Stored records
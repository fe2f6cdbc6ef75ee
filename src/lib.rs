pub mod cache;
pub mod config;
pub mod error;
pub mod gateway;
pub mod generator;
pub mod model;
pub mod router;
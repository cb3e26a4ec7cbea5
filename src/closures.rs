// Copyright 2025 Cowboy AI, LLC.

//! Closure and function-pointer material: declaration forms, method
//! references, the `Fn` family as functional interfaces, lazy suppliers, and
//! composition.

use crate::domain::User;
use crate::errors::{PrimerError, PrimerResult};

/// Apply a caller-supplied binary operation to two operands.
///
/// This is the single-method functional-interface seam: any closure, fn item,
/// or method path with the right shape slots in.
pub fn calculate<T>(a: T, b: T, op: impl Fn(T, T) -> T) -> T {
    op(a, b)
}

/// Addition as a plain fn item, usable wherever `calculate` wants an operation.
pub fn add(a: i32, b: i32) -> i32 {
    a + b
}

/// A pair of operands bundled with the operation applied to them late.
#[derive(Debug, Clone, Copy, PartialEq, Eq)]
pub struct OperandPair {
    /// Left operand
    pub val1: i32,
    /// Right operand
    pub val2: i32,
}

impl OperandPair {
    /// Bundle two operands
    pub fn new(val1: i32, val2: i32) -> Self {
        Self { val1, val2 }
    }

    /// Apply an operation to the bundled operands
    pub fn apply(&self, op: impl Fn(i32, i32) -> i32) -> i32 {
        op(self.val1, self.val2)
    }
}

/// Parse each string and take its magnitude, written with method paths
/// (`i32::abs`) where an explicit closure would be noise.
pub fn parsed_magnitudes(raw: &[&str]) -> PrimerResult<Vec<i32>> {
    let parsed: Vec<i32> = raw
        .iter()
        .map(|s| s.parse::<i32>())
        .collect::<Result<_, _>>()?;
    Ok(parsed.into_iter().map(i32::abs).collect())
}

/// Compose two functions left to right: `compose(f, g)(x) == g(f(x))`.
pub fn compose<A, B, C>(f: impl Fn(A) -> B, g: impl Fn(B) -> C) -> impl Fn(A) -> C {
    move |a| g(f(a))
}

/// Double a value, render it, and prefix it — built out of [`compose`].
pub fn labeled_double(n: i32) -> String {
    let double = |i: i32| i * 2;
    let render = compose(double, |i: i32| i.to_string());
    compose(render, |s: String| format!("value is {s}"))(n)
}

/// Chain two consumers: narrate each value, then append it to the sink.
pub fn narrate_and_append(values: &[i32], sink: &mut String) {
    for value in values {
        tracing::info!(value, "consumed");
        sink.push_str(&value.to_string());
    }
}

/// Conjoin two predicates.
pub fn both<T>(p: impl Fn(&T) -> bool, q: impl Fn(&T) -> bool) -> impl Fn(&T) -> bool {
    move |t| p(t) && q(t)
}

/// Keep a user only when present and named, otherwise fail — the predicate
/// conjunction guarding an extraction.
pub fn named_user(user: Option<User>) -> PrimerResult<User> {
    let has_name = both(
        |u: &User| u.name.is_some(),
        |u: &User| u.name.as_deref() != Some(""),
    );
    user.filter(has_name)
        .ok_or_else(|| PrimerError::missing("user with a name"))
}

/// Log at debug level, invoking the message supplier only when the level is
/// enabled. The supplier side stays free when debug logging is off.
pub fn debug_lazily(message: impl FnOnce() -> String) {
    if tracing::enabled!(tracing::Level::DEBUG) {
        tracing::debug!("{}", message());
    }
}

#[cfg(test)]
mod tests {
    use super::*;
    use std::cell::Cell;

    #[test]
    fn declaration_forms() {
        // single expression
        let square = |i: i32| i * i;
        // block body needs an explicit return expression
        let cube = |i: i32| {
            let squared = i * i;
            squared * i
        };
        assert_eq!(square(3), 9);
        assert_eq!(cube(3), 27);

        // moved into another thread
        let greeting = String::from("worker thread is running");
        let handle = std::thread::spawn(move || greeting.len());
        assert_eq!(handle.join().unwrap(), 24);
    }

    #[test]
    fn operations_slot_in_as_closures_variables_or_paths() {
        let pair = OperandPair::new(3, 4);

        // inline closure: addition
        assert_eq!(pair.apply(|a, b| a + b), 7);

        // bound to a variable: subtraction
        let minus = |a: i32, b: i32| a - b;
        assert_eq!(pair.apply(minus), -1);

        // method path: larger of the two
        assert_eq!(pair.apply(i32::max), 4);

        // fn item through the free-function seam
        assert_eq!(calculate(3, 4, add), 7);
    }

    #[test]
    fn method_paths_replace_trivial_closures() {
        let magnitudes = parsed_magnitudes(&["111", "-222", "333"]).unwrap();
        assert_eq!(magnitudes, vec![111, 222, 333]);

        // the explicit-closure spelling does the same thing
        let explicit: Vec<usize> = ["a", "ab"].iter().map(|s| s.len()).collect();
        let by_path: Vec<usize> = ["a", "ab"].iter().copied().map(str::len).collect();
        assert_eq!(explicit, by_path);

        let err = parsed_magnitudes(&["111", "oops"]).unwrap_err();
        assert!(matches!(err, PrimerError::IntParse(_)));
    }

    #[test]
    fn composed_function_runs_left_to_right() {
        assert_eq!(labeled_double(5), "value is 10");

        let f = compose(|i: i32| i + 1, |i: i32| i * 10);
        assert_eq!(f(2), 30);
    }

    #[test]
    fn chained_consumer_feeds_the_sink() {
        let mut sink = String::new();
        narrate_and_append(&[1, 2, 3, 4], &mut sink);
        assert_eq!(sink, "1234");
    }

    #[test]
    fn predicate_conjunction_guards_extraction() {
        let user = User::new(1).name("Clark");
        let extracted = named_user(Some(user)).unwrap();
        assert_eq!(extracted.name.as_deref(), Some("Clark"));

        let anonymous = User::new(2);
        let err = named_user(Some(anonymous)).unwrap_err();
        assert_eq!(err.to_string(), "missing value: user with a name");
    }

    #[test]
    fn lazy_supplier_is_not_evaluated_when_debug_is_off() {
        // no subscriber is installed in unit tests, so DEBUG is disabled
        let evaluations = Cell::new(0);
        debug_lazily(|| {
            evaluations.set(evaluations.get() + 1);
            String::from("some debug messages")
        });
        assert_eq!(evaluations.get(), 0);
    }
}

## ASSIGNMENT
Word for word, restate the lines above.

## SOLUTION TO THIS EXERCISE
repository fe2f6cdbc6ef75ee
filename src/lib.rs
pub mod cache;
pub mod config;
pub mod error;
pub mod gateway;
pub mod generator;
pub mod model;
pub mod router;
repository cb3e26a4ec7cbea5
filename src/closures.rs
// Copyright 2025 Cowboy AI, LLC.

//! Closure and function-pointer material: declaration forms, method
//! references, the `Fn` family as functional interfaces, lazy suppliers, and
//! composition.

use crate::domain::User;
use crate::errors::{PrimerError, PrimerResult};

/// Apply a caller-supplied binary operation to two operands.
///
/// This is the single-method functional-interface seam: any closure, fn item,
/// or method path with the right shape slots in.
pub fn calculate<T>(a: T, b: T, op: impl Fn(T, T) -> T) -> T {
    op(a, b)
}

/// Addition as a plain fn item, usable wherever `calculate` wants an operation.
pub fn add(a: i32, b: i32) -> i32 {
    a + b
}

/// A pair of operands bundled with the operation applied to them late.
#[derive(Debug, Clone, Copy, PartialEq, Eq)]
pub struct OperandPair {
    /// Left operand
    pub val1: i32,
    /// Right operand
    pub val2: i32,
}

impl OperandPair {
    /// Bundle two operands
    pub fn new(val1: i32, val2: i32) -> Self {
        Self { val1, val2 }
    }

    /// Apply an operation to the bundled operands
    pub fn apply(&self, op: impl Fn(i32, i32) -> i32) -> i32 {
        op(self.val1, self.val2)
    }
}

/// Parse each string and take its magnitude, written with method paths
/// (`i32::abs`) where an explicit closure would be noise.
pub fn parsed_magnitudes(raw: &[&str]) -> PrimerResult<Vec<i32>> {
    let parsed: Vec<i32> = raw
        .iter()
        .map(|s| s.parse::<i32>())
        .collect::<Result<_, _>>()?;
    Ok(parsed.into_iter().map(i32::abs).collect())
}

/// Compose two functions left to right: `compose(f, g)(x) == g(f(x))`.
pub fn compose<A, B, C>(f: impl Fn(A) -> B, g: impl Fn(B) -> C) -> impl Fn(A) -> C {
    move |a| g(f(a))
}

/// Double a value, render it, and prefix it — built out of [`compose`].
pub fn labeled_double(n: i32) -> String {
    let double = |i: i32| i * 2;
    let render = compose(double, |i: i32| i.to_string());
    compose(render, |s: String| format!("value is {s}"))(n)
}

/// Chain two consumers: narrate each value, then append it to the sink.
pub fn narrate_and_append(values: &[i32], sink: &mut String) {
    for value in values {
        tracing::info!(value, "consumed");
        sink.push_str(&value.to_string());
    }
}

/// Conjoin two predicates.
pub fn both<T>(p: impl Fn(&T) -> bool, q: impl Fn(&T) -> bool) -> impl Fn(&T) -> bool {
    move |t| p(t) && q(t)
}

/// Keep a user only when present and named, otherwise fail — the predicate
/// conjunction guarding an extraction.
pub fn named_user(user: Option<User>) -> PrimerResult<User> {
    let has_name = both(
        |u: &User| u.name.is_some(),
        |u: &User| u.name.as_deref() != Some(""),
    );
    user.filter(has_name)
        .ok_or_else(|| PrimerError::missing("user with a name"))
}

/// Log at debug level, invoking the message supplier only when the level is
/// enabled. The supplier side stays free when debug logging is off.
pub fn debug_lazily(message: impl FnOnce() -> String) {
    if tracing::enabled!(tracing::Level::DEBUG) {
        tracing::debug!("{}", message());
    }
}

#[cfg(test)]
mod tests {
    use super::*;
    use std::cell::Cell;

    #[test]
    fn declaration_forms() {
        // single expression
        let square = |i: i32| i * i;
        // block body needs an explicit return expression
        let cube = |i: i32| {
            let squared = i * i;
            squared * i
        };
        assert_eq!(square(3), 9);
        assert_eq!(cube(3), 27);

        // moved into another thread
        let greeting = String::from("worker thread is running");
        let handle = std::thread::spawn(move || greeting.len());
        assert_eq!(handle.join().unwrap(), 24);
    }

    #[test]
    fn operations_slot_in_as_closures_variables_or_paths() {
        let pair = OperandPair::new(3, 4);

        // inline closure: addition
        assert_eq!(pair.apply(|a, b| a + b), 7);

        // bound to a variable: subtraction
        let minus = |a: i32, b: i32| a - b;
        assert_eq!(pair.apply(minus), -1);

        // method path: larger of the two
        assert_eq!(pair.apply(i32::max), 4);

        // fn item through the free-function seam
        assert_eq!(calculate(3, 4, add), 7);
    }

    #[test]
    fn method_paths_replace_trivial_closures() {
        let magnitudes = parsed_magnitudes(&["111", "-222", "333"]).unwrap();
        assert_eq!(magnitudes, vec![111, 222, 333]);

        // the explicit-closure spelling does the same thing
        let explicit: Vec<usize> = ["a", "ab"].iter().map(|s| s.len()).collect();
        let by_path: Vec<usize> = ["a", "ab"].iter().copied().map(str::len).collect();
        assert_eq!(explicit, by_path);

        let err = parsed_magnitudes(&["111", "oops"]).unwrap_err();
        assert!(matches!(err, PrimerError::IntParse(_)));
    }

    #[test]
    fn composed_function_runs_left_to_right() {
        assert_eq!(labeled_double(5), "value is 10");

        let f = compose(|i: i32| i + 1, |i: i32| i * 10);
        assert_eq!(f(2), 30);
    }

    #[test]
    fn chained_consumer_feeds_the_sink() {
        let mut sink = String::new();
        narrate_and_append(&[1, 2, 3, 4], &mut sink);
        assert_eq!(sink, "1234");
    }

    #[test]
    fn predicate_conjunction_guards_extraction() {
        let user = User::new(1).name("Clark");
        let extracted = named_user(Some(user)).unwrap();
        assert_eq!(extracted.name.as_deref(), Some("Clark"));

        let anonymous = User::new(2);
        let err = named_user(Some(anonymous)).unwrap_err();
        assert_eq!(err.to_string(), "missing value: user with a name");
    }

    #[test]
    fn lazy_supplier_is_not_evaluated_when_debug_is_off() {
        // no subscriber is installed in unit tests, so DEBUG is disabled
        let evaluations = Cell::new(0);
        debug_lazily(|| {
            evaluations.set(evaluations.get() + 1);
            String::from("some debug messages")
        });
        assert_eq!(evaluations.get(), 0);
    }
}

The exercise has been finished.